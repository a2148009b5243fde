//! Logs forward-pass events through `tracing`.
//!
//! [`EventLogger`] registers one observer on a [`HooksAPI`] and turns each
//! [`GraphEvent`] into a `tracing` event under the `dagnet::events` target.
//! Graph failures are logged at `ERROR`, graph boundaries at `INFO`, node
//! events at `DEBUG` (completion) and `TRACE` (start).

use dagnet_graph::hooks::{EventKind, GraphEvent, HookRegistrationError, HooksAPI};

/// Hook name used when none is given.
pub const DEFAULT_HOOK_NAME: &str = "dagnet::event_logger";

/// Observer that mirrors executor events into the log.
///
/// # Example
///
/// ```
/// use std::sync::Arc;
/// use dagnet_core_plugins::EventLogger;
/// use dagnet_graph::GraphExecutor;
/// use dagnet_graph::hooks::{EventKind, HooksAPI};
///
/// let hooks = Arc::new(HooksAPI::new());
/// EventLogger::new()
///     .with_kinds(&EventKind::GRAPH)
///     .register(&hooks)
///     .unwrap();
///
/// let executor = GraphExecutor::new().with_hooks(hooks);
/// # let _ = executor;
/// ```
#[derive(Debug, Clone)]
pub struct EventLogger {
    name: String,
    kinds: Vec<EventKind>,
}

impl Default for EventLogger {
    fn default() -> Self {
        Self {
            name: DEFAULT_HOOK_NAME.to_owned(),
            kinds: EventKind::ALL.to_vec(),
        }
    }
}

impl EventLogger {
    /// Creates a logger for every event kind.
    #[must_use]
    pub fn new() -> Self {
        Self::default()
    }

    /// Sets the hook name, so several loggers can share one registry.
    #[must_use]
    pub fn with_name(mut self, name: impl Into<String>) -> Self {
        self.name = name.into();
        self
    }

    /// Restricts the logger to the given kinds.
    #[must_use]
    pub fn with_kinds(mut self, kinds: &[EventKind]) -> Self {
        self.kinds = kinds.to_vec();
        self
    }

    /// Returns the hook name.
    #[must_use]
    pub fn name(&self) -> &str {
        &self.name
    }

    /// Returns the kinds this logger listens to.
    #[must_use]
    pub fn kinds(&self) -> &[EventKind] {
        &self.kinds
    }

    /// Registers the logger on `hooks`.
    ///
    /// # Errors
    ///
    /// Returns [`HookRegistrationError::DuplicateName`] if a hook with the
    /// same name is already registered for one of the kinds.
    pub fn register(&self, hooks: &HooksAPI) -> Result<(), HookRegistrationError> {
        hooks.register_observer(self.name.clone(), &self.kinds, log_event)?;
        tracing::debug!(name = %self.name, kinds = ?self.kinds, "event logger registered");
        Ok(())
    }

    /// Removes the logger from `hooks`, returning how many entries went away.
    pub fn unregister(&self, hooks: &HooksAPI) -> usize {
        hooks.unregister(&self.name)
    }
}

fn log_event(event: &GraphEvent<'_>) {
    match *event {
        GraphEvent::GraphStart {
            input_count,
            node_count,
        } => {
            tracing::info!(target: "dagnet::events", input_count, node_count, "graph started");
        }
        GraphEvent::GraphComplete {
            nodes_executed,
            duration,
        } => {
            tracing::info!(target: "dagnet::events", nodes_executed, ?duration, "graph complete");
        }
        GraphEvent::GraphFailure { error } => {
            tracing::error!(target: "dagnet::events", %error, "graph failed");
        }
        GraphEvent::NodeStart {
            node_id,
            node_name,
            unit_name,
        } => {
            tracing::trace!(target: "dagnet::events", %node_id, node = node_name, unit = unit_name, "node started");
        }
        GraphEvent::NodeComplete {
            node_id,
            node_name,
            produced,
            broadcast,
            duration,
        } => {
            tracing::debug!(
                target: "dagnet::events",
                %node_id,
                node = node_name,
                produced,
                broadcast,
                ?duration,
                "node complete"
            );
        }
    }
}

______________________________

» **Work task**
From top to bottom, return the material above unchanged.

» **Completed exercise**
repository a2148009b5243fde
//! Logs forward-pass events through `tracing`.
//!
//! [`EventLogger`] registers one observer on a [`HooksAPI`] and turns each
//! [`GraphEvent`] into a `tracing` event under the `dagnet::events` target.
//! Graph failures are logged at `ERROR`, graph boundaries at `INFO`, node
//! events at `DEBUG` (completion) and `TRACE` (start).

use dagnet_graph::hooks::{EventKind, GraphEvent, HookRegistrationError, HooksAPI};

/// Hook name used when none is given.
pub const DEFAULT_HOOK_NAME: &str = "dagnet::event_logger";

/// Observer that mirrors executor events into the log.
///
/// # Example
///
/// ```
/// use std::sync::Arc;
/// use dagnet_core_plugins::EventLogger;
/// use dagnet_graph::GraphExecutor;
/// use dagnet_graph::hooks::{EventKind, HooksAPI};
///
/// let hooks = Arc::new(HooksAPI::new());
/// EventLogger::new()
///     .with_kinds(&EventKind::GRAPH)
///     .register(&hooks)
///     .unwrap();
///
/// let executor = GraphExecutor::new().with_hooks(hooks);
/// # let _ = executor;
/// ```
#[derive(Debug, Clone)]
pub struct EventLogger {
    name: String,
    kinds: Vec<EventKind>,
}

impl Default for EventLogger {
    fn default() -> Self {
        Self {
            name: DEFAULT_HOOK_NAME.to_owned(),
            kinds: EventKind::ALL.to_vec(),
        }
    }
}

impl EventLogger {
    /// Creates a logger for every event kind.
    #[must_use]
    pub fn new() -> Self {
        Self::default()
    }

    /// Sets the hook name, so several loggers can share one registry.
    #[must_use]
    pub fn with_name(mut self, name: impl Into<String>) -> Self {
        self.name = name.into();
        self
    }

    /// Restricts the logger to the given kinds.
    #[must_use]
    pub fn with_kinds(mut self, kinds: &[EventKind]) -> Self {
        self.kinds = kinds.to_vec();
        self
    }

    /// Returns the hook name.
    #[must_use]
    pub fn name(&self) -> &str {
        &self.name
    }

    /// Returns the kinds this logger listens to.
    #[must_use]
    pub fn kinds(&self) -> &[EventKind] {
        &self.kinds
    }

    /// Registers the logger on `hooks`.
    ///
    /// # Errors
    ///
    /// Returns [`HookRegistrationError::DuplicateName`] if a hook with the
    /// same name is already registered for one of the kinds.
    pub fn register(&self, hooks: &HooksAPI) -> Result<(), HookRegistrationError> {
        hooks.register_observer(self.name.clone(), &self.kinds, log_event)?;
        tracing::debug!(name = %self.name, kinds = ?self.kinds, "event logger registered");
        Ok(())
    }

    /// Removes the logger from `hooks`, returning how many entries went away.
    pub fn unregister(&self, hooks: &HooksAPI) -> usize {
        hooks.unregister(&self.name)
    }
}

fn log_event(event: &GraphEvent<'_>) {
    match *event {
        GraphEvent::GraphStart {
            input_count,
            node_count,
        } => {
            tracing::info!(target: "dagnet::events", input_count, node_count, "graph started");
        }
        GraphEvent::GraphComplete {
            nodes_executed,
            duration,
        } => {
            tracing::info!(target: "dagnet::events", nodes_executed, ?duration, "graph complete");
        }
        GraphEvent::GraphFailure { error } => {
            tracing::error!(target: "dagnet::events", %error, "graph failed");
        }
        GraphEvent::NodeStart {
            node_id,
            node_name,
            unit_name,
        } => {
            tracing::trace!(target: "dagnet::events", %node_id, node = node_name, unit = unit_name, "node started");
        }
        GraphEvent::NodeComplete {
            node_id,
            node_name,
            produced,
            broadcast,
            duration,
        } => {
            tracing::debug!(
                target: "dagnet::events",
                %node_id,
                node = node_name,
                produced,
                broadcast,
                ?duration,
                "node complete"
            );
        }
    }
}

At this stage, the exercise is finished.